Single by The Clovers
- A-side: "Little Mama"
- Released: 1954
- Genre: R&B
- Length: 2:54
- Label: Atlantic Records 45-1022
- Songwriters: Memphis Edward Curtis, Ahmet Ertegun

The Clovers singles chronology
| "Comin' On" (1953) | "Lovey Dovey" (1954) | "Little Mama" (1954) |

Official audio
- "Lovey Dovey" on YouTube

= Lovey Dovey =

1954 single by The Clovers

"Lovey Dovey" is a popular 1954 American rhythm and blues song written by Eddie Curtis and Ahmet Ertegun, with the latter usually credited using his songwriter's pseudonym "Nugetre" (Ertegun spelled backwards). The song's initial recording by The Clovers remains the best known version, reaching No. 2 for five weeks on the R&B charts in 1954.

==Background==
The song deals with the singer's relationship with his sweetheart and is performed in a light-hearted style.

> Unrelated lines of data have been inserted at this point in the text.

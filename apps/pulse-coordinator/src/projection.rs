use tracing::debug;

use crate::content::ContentService;
use crate::error::CoordinatorResult;

/// A value with a remote-confirmed layer and an optional optimistic layer on
/// top. Readers see the optimistic value while a local change is pending.
#[derive(Debug, Clone, PartialEq)]
pub struct Projection<T> {
    confirmed: T,
    optimistic: Option<T>,
}

impl<T: Clone> Projection<T> {
    pub fn new(confirmed: T) -> Self {
        Self {
            confirmed,
            optimistic: None,
        }
    }

    /// Show `value` immediately, ahead of confirmation.
    pub fn apply_local(&mut self, value: T) {
        self.optimistic = Some(value);
    }

    /// Record the authoritative value and drop any pending local change.
    pub fn confirm(&mut self, value: T) {
        self.confirmed = value;
        self.optimistic = None;
    }

    /// Record a remote value without discarding a pending local change.
    pub fn observe(&mut self, value: T) {
        self.confirmed = value;
    }

    pub fn rollback(&mut self) {
        self.optimistic = None;
    }

    pub fn current(&self) -> &T {
        self.optimistic.as_ref().unwrap_or(&self.confirmed)
    }

    pub fn confirmed(&self) -> &T {
        &self.confirmed
    }

    pub fn is_pending(&self) -> bool {
        self.optimistic.is_some()
    }
}

#[derive(Debug, Clone, Copy, PartialEq, Eq)]
pub struct LikeState {
    pub liked: bool,
    pub count: i64,
}

impl LikeState {
    fn toggled(self) -> Self {
        if self.liked {
            LikeState {
                liked: false,
                count: (self.count - 1).max(0),
            }
        } else {
            LikeState {
                liked: true,
                count: self.count + 1,
            }
        }
    }
}

/// Like button state for one user and one video.
pub struct LikeToggle {
    content: ContentService,
    video_id: String,
    user_id: String,
    state: Projection<LikeState>,
}

impl LikeToggle {
    pub async fn load(
        content: ContentService,
        video_id: &str,
        user_id: &str,
    ) -> CoordinatorResult<Self> {
        let state = Self::fetch(&content, video_id, user_id).await?;
        Ok(Self {
            content,
            video_id: video_id.to_string(),
            user_id: user_id.to_string(),
            state: Projection::new(state),
        })
    }

    pub fn state(&self) -> LikeState {
        *self.state.current()
    }

    pub fn is_pending(&self) -> bool {
        self.state.is_pending()
    }

    /// Flip the like locally, then apply it remotely. On failure the local
    /// change is rolled back and the error returned.
    pub async fn toggle(&mut self) -> CoordinatorResult<LikeState> {
        let next = self.state.current().toggled();
        self.state.apply_local(next);
        let applied = if next.liked {
            self.content.like(&self.video_id, &self.user_id).await
        } else {
            self.content.unlike(&self.video_id, &self.user_id).await
        };
        if let Err(err) = applied {
            debug!(target = "content", video_id = %self.video_id, error = %err, "like toggle rolled back");
            self.state.rollback();
            return Err(err);
        }
        let confirmed = Self::fetch(&self.content, &self.video_id, &self.user_id).await?;
        self.state.confirm(confirmed);
        Ok(confirmed)
    }

    /// Fold in a like count pushed by a subscription.
    pub fn observe_count(&mut self, count: i64) {
        let liked = self.state.confirmed().liked;
        self.state.observe(LikeState { liked, count });
    }

    async fn fetch(
        content: &ContentService,
        video_id: &str,
        user_id: &str,
    ) -> CoordinatorResult<LikeState> {
        let post = content.get(video_id).await?;
        let liked = content.is_liked(video_id, user_id).await?;
        Ok(LikeState {
            liked,
            count: post.like_count,
        })
    }
}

The saxophone is played by Sam "The Man" Taylor and the piano by Vann "Piano Man" Walls.

==Cover versions==
Numerous artists have recorded the song. Cover versions have been recorded by:
- Clyde McPhatter (1959) reached No. 12 (R&B) and No. 49 (Pop)
- Buddy Knox in 1960, reached No. 25 pop
- Dick Dale (1962)
- The Coasters (1964)
- Bunny Sigler (1967) ("Lovey Dovey"/"You're So Fine"), reached No. 86 pop, No. 87 Canadian pop and No. 24 Can. R&B
- Otis Redding and Carla Thomas (1967) (released as a single in 1968, following Redding's death), reached No. 21 R&B and No. 60 pop. Also reached No. 17 UK R&B and No. 48 in Canada.
- Delbert McClinton (1976) on the album Genuine Cowhide

==Legacy==
Lyrics from "Lovey Dovey" (particularly "You're the cutest thing, That I ever did see, I really love your peaches, Wanna shake your tree"), were used by Steve Miller in his 1974 chart-topping single "The Joker". "The Joker" in turn was later sampled on another number one hit, "Angel" by Shaggy, giving Ahmet Ertegun credit as a songwriter on the latter.